use na::Vector2;
use serde::{Deserialize, Serialize};

/// A geographic position in decimal degrees.
///
/// Component order follows the dataset convention everywhere in this
/// workspace: latitude first, then longitude.
#[derive(Debug, Copy, Clone, PartialEq, Serialize, Deserialize)]
pub struct GeoPoint {
    pub lat: f64,
    pub lon: f64,
}

impl GeoPoint {
    pub fn new(lat: f64, lon: f64) -> Self {
        GeoPoint { lat, lon }
    }

    pub fn to_vector(self) -> Vector2<f64> {
        Vector2::new(self.lat, self.lon)
    }

    pub fn from_vector(v: Vector2<f64>) -> Self {
        GeoPoint { lat: v.x, lon: v.y }
    }

    /// Planar Euclidean distance, in degrees.
    pub fn distance_to(self, other: GeoPoint) -> f64 {
        (self.to_vector() - other.to_vector()).norm()
    }

    pub fn midpoint(a: GeoPoint, b: GeoPoint) -> GeoPoint {
        GeoPoint {
            lat: (a.lat + b.lat) / 2.0,
            lon: (a.lon + b.lon) / 2.0,
        }
    }
}

/// The axis-aligned geographic extent of a map raster.
#[derive(Debug, Copy, Clone, PartialEq, Serialize, Deserialize)]
pub struct MapBounds {
    pub bottom_left: GeoPoint,
    pub top_right: GeoPoint,
}

impl MapBounds {
    pub fn new(bottom_left: GeoPoint, top_right: GeoPoint) -> Self {
        MapBounds {
            bottom_left,
            top_right,
        }
    }

    /// Strict interior test. Points on the boundary count as outside,
    /// matching the view transform's rejection rule.
    pub fn contains(&self, p: GeoPoint) -> bool {
        p.lat > self.bottom_left.lat
            && p.lat < self.top_right.lat
            && p.lon > self.bottom_left.lon
            && p.lon < self.top_right.lon
    }
}

#[cfg(test)]
mod tests {
    use super::*;
    use approx::assert_relative_eq;

    #[test]
    fn distance_is_planar_euclidean() {
        let a = GeoPoint::new(0.0, 0.0);
        let b = GeoPoint::new(3.0, 4.0);
        assert_relative_eq!(a.distance_to(b), 5.0);
    }

    #[test]
    fn bounds_are_strict() {
        let bounds = MapBounds::new(GeoPoint::new(0.0, 0.0), GeoPoint::new(1.0, 1.0));
        assert!(bounds.contains(GeoPoint::new(0.5, 0.5)));
        assert!(!bounds.contains(GeoPoint::new(0.0, 0.5)));
        assert!(!bounds.contains(GeoPoint::new(0.5, 1.0)));
        assert!(!bounds.contains(GeoPoint::new(1.5, 0.5)));
    }
}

Brief: Nothing in the records may be left out; copy them all exactly.

Solution to this problem:
use na::Vector2;
use serde::{Deserialize, Serialize};

/// A geographic position in decimal degrees.
///
/// Component order follows the dataset convention everywhere in this
/// workspace: latitude first, then longitude.
#[derive(Debug, Copy, Clone, PartialEq, Serialize, Deserialize)]
pub struct GeoPoint {
    pub lat: f64,
    pub lon: f64,
}

impl GeoPoint {
    pub fn new(lat: f64, lon: f64) -> Self {
        GeoPoint { lat, lon }
    }

    pub fn to_vector(self) -> Vector2<f64> {
        Vector2::new(self.lat, self.lon)
    }

    pub fn from_vector(v: Vector2<f64>) -> Self {
        GeoPoint { lat: v.x, lon: v.y }
    }

    /// Planar Euclidean distance, in degrees.
    pub fn distance_to(self, other: GeoPoint) -> f64 {
        (self.to_vector() - other.to_vector()).norm()
    }

    pub fn midpoint(a: GeoPoint, b: GeoPoint) -> GeoPoint {
        GeoPoint {
            lat: (a.lat + b.lat) / 2.0,
            lon: (a.lon + b.lon) / 2.0,
        }
    }
}

/// The axis-aligned geographic extent of a map raster.
#[derive(Debug, Copy, Clone, PartialEq, Serialize, Deserialize)]
pub struct MapBounds {
    pub bottom_left: GeoPoint,
    pub top_right: GeoPoint,
}

impl MapBounds {
    pub fn new(bottom_left: GeoPoint, top_right: GeoPoint) -> Self {
        MapBounds {
            bottom_left,
            top_right,
        }
    }

    /// Strict interior test. Points on the boundary count as outside,
    /// matching the view transform's rejection rule.
    pub fn contains(&self, p: GeoPoint) -> bool {
        p.lat > self.bottom_left.lat
            && p.lat < self.top_right.lat
            && p.lon > self.bottom_left.lon
            && p.lon < self.top_right.lon
    }
}

#[cfg(test)]
mod tests {
    use super::*;
    use approx::assert_relative_eq;

    #[test]
    fn distance_is_planar_euclidean() {
        let a = GeoPoint::new(0.0, 0.0);
        let b = GeoPoint::new(3.0, 4.0);
        assert_relative_eq!(a.distance_to(b), 5.0);
    }

    #[test]
    fn bounds_are_strict() {
        let bounds = MapBounds::new(GeoPoint::new(0.0, 0.0), GeoPoint::new(1.0, 1.0));
        assert!(bounds.contains(GeoPoint::new(0.5, 0.5)));
        assert!(!bounds.contains(GeoPoint::new(0.0, 0.5)));
        assert!(!bounds.contains(GeoPoint::new(0.5, 1.0)));
        assert!(!bounds.contains(GeoPoint::new(1.5, 0.5)));
    }
}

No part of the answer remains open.